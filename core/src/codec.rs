//! Primitive readers and writers for the binary dumps.
//!
//! The lexicon, synonym and response dumps are little-endian, the chat corpus
//! is big-endian. Strings are stored NUL-terminated in one of three encodings:
//! UTF-16LE (lexicon keys, synonyms), UTF-8 (responses) and GBK (chat corpus).

use std::io::{BufRead, ErrorKind, Read, Write};

use encoding_rs::GBK;

use crate::error::{Error, Result};

pub fn read_u8<R: Read>(r: &mut R) -> Result<u8> {
    let mut buf = [0u8; 1];
    r.read_exact(&mut buf)?;
    Ok(buf[0])
}

/// Look at the next byte without consuming it. `None` at end of stream.
pub fn peek_u8<R: BufRead>(r: &mut R) -> Result<Option<u8>> {
    loop {
        match r.fill_buf() {
            Ok(buf) => return Ok(buf.first().copied()),
            Err(e) if e.kind() == ErrorKind::Interrupted => continue,
            Err(e) => return Err(e.into()),
        }
    }
}

macro_rules! fixed_width {
    ($read_le:ident, $read_be:ident, $write_le:ident, $write_be:ident, $ty:ty) => {
        pub fn $read_le<R: Read>(r: &mut R) -> Result<$ty> {
            let mut buf = [0u8; std::mem::size_of::<$ty>()];
            r.read_exact(&mut buf)?;
            Ok(<$ty>::from_le_bytes(buf))
        }

        pub fn $read_be<R: Read>(r: &mut R) -> Result<$ty> {
            let mut buf = [0u8; std::mem::size_of::<$ty>()];
            r.read_exact(&mut buf)?;
            Ok(<$ty>::from_be_bytes(buf))
        }

        pub fn $write_le<W: Write>(w: &mut W, value: $ty) -> Result<()> {
            w.write_all(&value.to_le_bytes())?;
            Ok(())
        }

        pub fn $write_be<W: Write>(w: &mut W, value: $ty) -> Result<()> {
            w.write_all(&value.to_be_bytes())?;
            Ok(())
        }
    };
}

fixed_width!(read_u16_le, read_u16_be, write_u16_le, write_u16_be, u16);
fixed_width!(read_i16_le, read_i16_be, write_i16_le, write_i16_be, i16);
fixed_width!(read_i32_le, read_i32_be, write_i32_le, write_i32_be, i32);
fixed_width!(read_f64_le, read_f64_be, write_f64_le, write_f64_be, f64);

pub fn write_u8<W: Write>(w: &mut W, value: u8) -> Result<()> {
    w.write_all(&[value])?;
    Ok(())
}

/// Read a count stored as a signed 32-bit integer, rejecting negatives.
pub fn read_count_le<R: Read>(r: &mut R, format: &'static str) -> Result<usize> {
    let n = read_i32_le(r)?;
    usize::try_from(n).map_err(|_| Error::corrupt(format, format!("negative count {n}")))
}

pub fn read_count_be<R: Read>(r: &mut R, format: &'static str) -> Result<usize> {
    let n = read_i32_be(r)?;
    usize::try_from(n).map_err(|_| Error::corrupt(format, format!("negative count {n}")))
}

/// Convert a length to the i32 used by the count fields.
pub fn count_to_i32(what: &'static str, n: usize) -> Result<i32> {
    Error::check_width(what, n, i32::MAX as usize)?;
    Ok(n as i32)
}

// ---- NUL-terminated byte strings ----

pub fn read_cbytes<R: Read>(r: &mut R) -> Result<Vec<u8>> {
    let mut out = Vec::new();
    loop {
        match read_u8(r)? {
            0 => return Ok(out),
            b => out.push(b),
        }
    }
}

pub fn write_cbytes<W: Write>(w: &mut W, bytes: &[u8]) -> Result<()> {
    w.write_all(bytes)?;
    w.write_all(&[0])?;
    Ok(())
}

pub fn read_utf8z<R: Read>(r: &mut R) -> Result<String> {
    let bytes = read_cbytes(r)?;
    String::from_utf8(bytes).map_err(|e| Error::Encoding {
        encoding: "UTF-8",
        direction: "decode",
        text: String::from_utf8_lossy(e.as_bytes()).into_owned(),
    })
}

pub fn write_utf8z<W: Write>(w: &mut W, s: &str) -> Result<()> {
    if s.as_bytes().contains(&0) {
        return Err(Error::Encoding {
            encoding: "UTF-8",
            direction: "encode",
            text: s.to_string(),
        });
    }
    write_cbytes(w, s.as_bytes())
}

// ---- GBK ----

pub fn gbk_encode(s: &str) -> Result<Vec<u8>> {
    let (bytes, _, had_errors) = GBK.encode(s);
    if had_errors || bytes.contains(&0) {
        return Err(Error::Encoding {
            encoding: "GBK",
            direction: "encode",
            text: s.to_string(),
        });
    }
    Ok(bytes.into_owned())
}

pub fn gbk_decode(bytes: &[u8]) -> Result<String> {
    GBK.decode_without_bom_handling_and_without_replacement(bytes)
        .map(|s| s.into_owned())
        .ok_or_else(|| Error::Encoding {
            encoding: "GBK",
            direction: "decode",
            text: String::from_utf8_lossy(bytes).into_owned(),
        })
}

pub fn read_gbkz<R: Read>(r: &mut R) -> Result<String> {
    let bytes = read_cbytes(r)?;
    gbk_decode(&bytes)
}

pub fn write_gbkz<W: Write>(w: &mut W, s: &str) -> Result<()> {
    let bytes = gbk_encode(s)?;
    write_cbytes(w, &bytes)
}

/// Decode source text: UTF-8 first, GBK when the bytes are not valid UTF-8.
pub fn decode_source(bytes: &[u8]) -> Result<String> {
    match std::str::from_utf8(bytes) {
        Ok(s) => Ok(s.trim_start_matches('\u{feff}').to_string()),
        Err(_) => gbk_decode(bytes),
    }
}

// ---- UTF-16LE ----

fn decode_utf16(units: &[u16]) -> Result<String> {
    String::from_utf16(units).map_err(|_| Error::Encoding {
        encoding: "UTF-16",
        direction: "decode",
        text: String::from_utf16_lossy(units),
    })
}

/// Read UTF-16LE code units up to (and consuming) a 0x0000 terminator.
pub fn read_utf16z<R: Read>(r: &mut R) -> Result<String> {
    let mut units = Vec::new();
    loop {
        match read_u16_le(r)? {
            0 => break,
            u => units.push(u),
        }
    }
    decode_utf16(&units)
}

/// Read one UTF-16LE code unit and then, if `single` rejects it, the rest of
/// a 0x0000-terminated string. Used by the lexicon, whose CJK keys are stored
/// as a bare code unit.
pub fn read_utf16_key<R: Read>(r: &mut R, single: impl Fn(u16) -> bool) -> Result<String> {
    let first = read_u16_le(r)?;
    if single(first) {
        return decode_utf16(&[first]);
    }
    let mut units = Vec::new();
    let mut next = first;
    while next != 0 {
        units.push(next);
        next = read_u16_le(r)?;
    }
    decode_utf16(&units)
}

pub fn write_utf16<W: Write>(w: &mut W, s: &str) -> Result<()> {
    for unit in s.encode_utf16() {
        if unit == 0 {
            return Err(Error::Encoding {
                encoding: "UTF-16",
                direction: "encode",
                text: s.to_string(),
            });
        }
        write_u16_le(w, unit)?;
    }
    Ok(())
}

pub fn write_utf16z<W: Write>(w: &mut W, s: &str) -> Result<()> {
    write_utf16(w, s)?;
    write_u16_le(w, 0)
}

#[cfg(test)]
mod tests {
    use super::*;
    use std::io::Cursor;

    #[test]
    fn integers_keep_their_byte_order() {
        let mut buf = Vec::new();
        write_i32_le(&mut buf, 0x0102_0304).unwrap();
        write_i32_be(&mut buf, 0x0102_0304).unwrap();
        assert_eq!(buf, vec![4, 3, 2, 1, 1, 2, 3, 4]);

        let mut r = Cursor::new(buf);
        assert_eq!(read_i32_le(&mut r).unwrap(), 0x0102_0304);
        assert_eq!(read_i32_be(&mut r).unwrap(), 0x0102_0304);
    }

    #[test]
    fn gbk_strings_are_nul_terminated() {
        let mut buf = Vec::new();
        write_gbkz(&mut buf, "你好").unwrap();
        assert_eq!(buf, vec![0xC4, 0xE3, 0xBA, 0xC3, 0x00]);
        assert_eq!(read_gbkz(&mut Cursor::new(buf)).unwrap(), "你好");
    }

    #[test]
    fn gbk_rejects_unmappable_text() {
        assert!(matches!(gbk_encode("🙂"), Err(Error::Encoding { .. })));
    }

    #[test]
    fn utf16_key_single_unit() {
        let mut buf = Vec::new();
        write_u16_le(&mut buf, '好' as u16).unwrap();
        write_utf16z(&mut buf, "abc").unwrap();
        let mut r = Cursor::new(buf);
        let cjk = |u: u16| u >= 0x3400 && u <= 0x9FD5;
        assert_eq!(read_utf16_key(&mut r, cjk).unwrap(), "好");
        assert_eq!(read_utf16_key(&mut r, cjk).unwrap(), "abc");
    }

    #[test]
    fn truncated_input_is_eof() {
        let mut r = Cursor::new(vec![b'a', b'b']);
        match read_cbytes(&mut r) {
            Err(Error::Io(e)) => assert_eq!(e.kind(), ErrorKind::UnexpectedEof),
            other => panic!("expected eof, got {other:?}"),
        }
    }

    #[test]
    fn peek_does_not_consume() {
        let mut r = Cursor::new(vec![0xFE]);
        assert_eq!(peek_u8(&mut r).unwrap(), Some(0xFE));
        assert_eq!(read_u8(&mut r).unwrap(), 0xFE);
        assert_eq!(peek_u8(&mut r).unwrap(), None);
    }

    #[test]
    fn source_decoding_falls_back_to_gbk() {
        assert_eq!(decode_source("你好".as_bytes()).unwrap(), "你好");
        assert_eq!(decode_source(&[0xC4, 0xE3, 0xBA, 0xC3]).unwrap(), "你好");
    }
}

□ □ □ □ □

Only the lines from the start of the listing through the line with "write_u16_le, write_u16_be, u16);" should be repeated, each exactly as it stands.

■ **RESPONSE BELOW**
filename core/src/codec.rs
//! Primitive readers and writers for the binary dumps.
//!
//! The lexicon, synonym and response dumps are little-endian, the chat corpus
//! is big-endian. Strings are stored NUL-terminated in one of three encodings:
//! UTF-16LE (lexicon keys, synonyms), UTF-8 (responses) and GBK (chat corpus).

use std::io::{BufRead, ErrorKind, Read, Write};

use encoding_rs::GBK;

use crate::error::{Error, Result};

pub fn read_u8<R: Read>(r: &mut R) -> Result<u8> {
    let mut buf = [0u8; 1];
    r.read_exact(&mut buf)?;
    Ok(buf[0])
}

/// Look at the next byte without consuming it. `None` at end of stream.
pub fn peek_u8<R: BufRead>(r: &mut R) -> Result<Option<u8>> {
    loop {
        match r.fill_buf() {
            Ok(buf) => return Ok(buf.first().copied()),
            Err(e) if e.kind() == ErrorKind::Interrupted => continue,
            Err(e) => return Err(e.into()),
        }
    }
}

macro_rules! fixed_width {
    ($read_le:ident, $read_be:ident, $write_le:ident, $write_be:ident, $ty:ty) => {
        pub fn $read_le<R: Read>(r: &mut R) -> Result<$ty> {
            let mut buf = [0u8; std::mem::size_of::<$ty>()];
            r.read_exact(&mut buf)?;
            Ok(<$ty>::from_le_bytes(buf))
        }

        pub fn $read_be<R: Read>(r: &mut R) -> Result<$ty> {
            let mut buf = [0u8; std::mem::size_of::<$ty>()];
            r.read_exact(&mut buf)?;
            Ok(<$ty>::from_be_bytes(buf))
        }

        pub fn $write_le<W: Write>(w: &mut W, value: $ty) -> Result<()> {
            w.write_all(&value.to_le_bytes())?;
            Ok(())
        }

        pub fn $write_be<W: Write>(w: &mut W, value: $ty) -> Result<()> {
            w.write_all(&value.to_be_bytes())?;
            Ok(())
        }
    };
}

fixed_width!(read_u16_le, read_u16_be, write_u16_le, write_u16_be, u16);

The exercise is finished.